Collected data:
use crate::error::{Error, Result};
use crate::models::exam_session::ExamSession;
use crate::models::module_kind::ModuleKind;
use crate::models::staged_answer::StagedAnswerRecord;
use crate::services::session_service::SessionFlowController;
use crate::services::staging_service::AnswerStagingStore;
use async_trait::async_trait;
use serde::Serialize;
use std::collections::HashMap;
use std::future::Future;
use std::sync::Arc;
use std::time::Duration;
use uuid::Uuid;

/// Submission endpoint for one module kind.
#[async_trait]
pub trait ModuleSubmitter: Send + Sync {
    async fn submit(&self, record: &StagedAnswerRecord) -> Result<()>;
}

/// The single terminal "complete" call of a session.
#[async_trait]
pub trait SessionFinalizer: Send + Sync {
    async fn complete(&self, session_id: Uuid) -> Result<()>;
}

#[derive(Debug, Clone, Copy)]
pub struct RetryPolicy {
    pub max_attempts: u32,
    pub backoff: Duration,
}

impl Default for RetryPolicy {
    fn default() -> Self {
        Self {
            max_attempts: 3,
            backoff: Duration::from_millis(500),
        }
    }
}

impl RetryPolicy {
    pub fn new(max_attempts: u32, backoff: Duration) -> Self {
        Self { max_attempts, backoff }
    }

    pub fn once() -> Self {
        Self::new(1, Duration::ZERO)
    }

    /// Runs `op` until it succeeds or attempts run out, doubling the backoff each time.
    /// Returns the last result and the number of attempts made.
    pub async fn run<T, F, Fut>(&self, label: &str, mut op: F) -> (Result<T>, u32)
    where
        F: FnMut() -> Fut,
        Fut: Future<Output = Result<T>>,
    {
        let max_attempts = self.max_attempts.max(1);
        let mut attempt = 0;
        loop {
            attempt += 1;
            match op().await {
                Ok(value) => return (Ok(value), attempt),
                Err(e) if attempt >= max_attempts => return (Err(e), attempt),
                Err(e) => {
                    let delay = self.backoff.saturating_mul(1 << (attempt - 1).min(10));
                    tracing::warn!(operation = %label, attempt, error = %e, "Attempt failed, retrying in {:?}", delay);
                    tokio::time::sleep(delay).await;
                }
            }
        }
    }
}

#[derive(Debug, Clone, PartialEq, Serialize)]
#[serde(tag = "status", rename_all = "snake_case")]
pub enum ModuleSubmissionStatus {
    Submitted,
    AlreadySubmitted,
    Failed { error: String },
}

#[derive(Debug, Clone, Serialize)]
pub struct ModuleSubmissionReport {
    pub module: ModuleKind,
    pub test_id: String,
    pub attempts: u32,
    #[serde(flatten)]
    pub status: ModuleSubmissionStatus,
}

#[derive(Debug, Clone, PartialEq, Serialize)]
#[serde(tag = "status", rename_all = "snake_case")]
pub enum FinalizeStatus {
    Completed,
    AlreadyCompleted,
    Failed { error: String },
}

#[derive(Debug, Clone, Serialize)]
pub struct SubmissionOutcome {
    pub session_id: Uuid,
    pub modules: Vec<ModuleSubmissionReport>,
    pub finalize: FinalizeStatus,
    /// Where the candidate goes next. Always the results view, even after failures.
    pub results_path: String,
}

impl SubmissionOutcome {
    pub fn is_finalized(&self) -> bool {
        matches!(
            self.finalize,
            FinalizeStatus::Completed | FinalizeStatus::AlreadyCompleted
        )
    }

    pub fn failed_modules(&self) -> Vec<ModuleKind> {
        self.modules
            .iter()
            .filter(|m| matches!(m.status, ModuleSubmissionStatus::Failed { .. }))
            .map(|m| m.module)
            .collect()
    }
}

pub fn results_path(session_id: Uuid) -> String {
    format!("/api/sessions/{}/report", session_id)
}

/// Drains staged answers, submits each module independently and then finalizes the session.
#[derive(Clone)]
pub struct SubmissionCoordinator {
    staging: AnswerStagingStore,
    flow: SessionFlowController,
    submitters: HashMap<ModuleKind, Arc<dyn ModuleSubmitter>>,
    finalizer: Arc<dyn SessionFinalizer>,
    retry: RetryPolicy,
}

impl SubmissionCoordinator {
    pub fn new(
        staging: AnswerStagingStore,
        flow: SessionFlowController,
        finalizer: Arc<dyn SessionFinalizer>,
        retry: RetryPolicy,
    ) -> Self {
        Self {
            staging,
            flow,
            submitters: HashMap::new(),
            finalizer,
            retry,
        }
    }

    pub fn with_submitter(mut self, module: ModuleKind, submitter: Arc<dyn ModuleSubmitter>) -> Self {
        self.submitters.insert(module, submitter);
        self
    }

    pub fn with_submitter_for_all(mut self, submitter: Arc<dyn ModuleSubmitter>) -> Self {
        for module in ModuleKind::EXAM_ORDER {
            self.submitters.insert(module, submitter.clone());
        }
        self
    }

    /// Per-module failures never block the other modules or the finalize call, and a
    /// failed finalize still routes the candidate to results. The "already completed"
    /// flag is only set after finalize succeeds.
    pub async fn finalize_session(&self, session: &mut ExamSession) -> Result<SubmissionOutcome> {
        let session_id = session.id;
        if session.already_completed {
            tracing::debug!(session_id = %session_id, "Finalize requested for completed session");
            return Ok(SubmissionOutcome {
                session_id,
                modules: Vec::new(),
                finalize: FinalizeStatus::AlreadyCompleted,
                results_path: results_path(session_id),
            });
        }
        if !session.is_all_done() {
            return Err(Error::Conflict(format!(
                "Session {} still has modules in progress",
                session_id
            )));
        }

        let records = match self.staging.drain_all(session_id).await {
            Ok(records) => records,
            Err(e) => {
                tracing::error!(session_id = %session_id, error = %e, "Could not read staged answers");
                Vec::new()
            }
        };

        let mut modules = Vec::with_capacity(records.len());
        for record in &records {
            let report = self.submit_module(session, record).await;
            if report.status == ModuleSubmissionStatus::Submitted {
                session.submitted_modules.push(record.module);
            }
            modules.push(report);
        }
        if let Err(e) = self.flow.save(session).await {
            tracing::error!(session_id = %session_id, error = %e, "Could not persist submission progress");
        }

        let (result, attempts) = self
            .retry
            .run("finalize", || self.finalizer.complete(session_id))
            .await;

        let finalize = match result {
            Ok(()) => {
                if let Err(e) = self.flow.mark_finalized(session).await {
                    tracing::error!(session_id = %session_id, error = %e, "Finalized session could not be persisted");
                }
                tracing::info!(session_id = %session_id, attempts, "Exam session finalized");
                FinalizeStatus::Completed
            }
            Err(e) => {
                tracing::error!(
                    session_id = %session_id,
                    attempts,
                    error = %e,
                    "Finalize failed, routing candidate to results anyway"
                );
                self.flow.guard().release(session).await;
                if let Err(e) = self.flow.save(session).await {
                    tracing::error!(session_id = %session_id, error = %e, "Could not persist released integrity state");
                }
                FinalizeStatus::Failed { error: e.to_string() }
            }
        };

        Ok(SubmissionOutcome {
            session_id,
            modules,
            finalize,
            results_path: results_path(session_id),
        })
    }

    async fn submit_module(&self, session: &ExamSession, record: &StagedAnswerRecord) -> ModuleSubmissionReport {
        let mut report = ModuleSubmissionReport {
            module: record.module,
            test_id: record.test_id.clone(),
            attempts: 0,
            status: ModuleSubmissionStatus::Submitted,
        };

        if session.submitted_modules.contains(&record.module) {
            report.status = ModuleSubmissionStatus::AlreadySubmitted;
            return report;
        }

        let Some(submitter) = self.submitters.get(&record.module) else {
            tracing::error!(session_id = %session.id, module = %record.module, "No submitter registered");
            report.status = ModuleSubmissionStatus::Failed {
                error: format!("no submitter for {}", record.module),
            };
            return report;
        };

        let label = format!("submit {}", record.module);
        let (result, attempts) = self.retry.run(&label, || submitter.submit(record)).await;
        report.attempts = attempts;
        match result {
            Ok(()) => {
                tracing::info!(session_id = %session.id, module = %record.module, attempts, "Module answers submitted");
            }
            Err(e) => {
                tracing::error!(session_id = %session.id, module = %record.module, attempts, error = %e, "Module submission failed");
                report.status = ModuleSubmissionStatus::Failed { error: e.to_string() };
            }
        }
        report
    }
}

### TASK REQUIREMENTS
For this exercise, find all lines in the records containing the word "submitters" and copy them.

### WRITTEN SOLUTION
    submitters: HashMap<ModuleKind, Arc<dyn ModuleSubmitter>>,
            submitters: HashMap::new(),
        self.submitters.insert(module, submitter);
            self.submitters.insert(module, submitter.clone());
        let Some(submitter) = self.submitters.get(&record.module) else {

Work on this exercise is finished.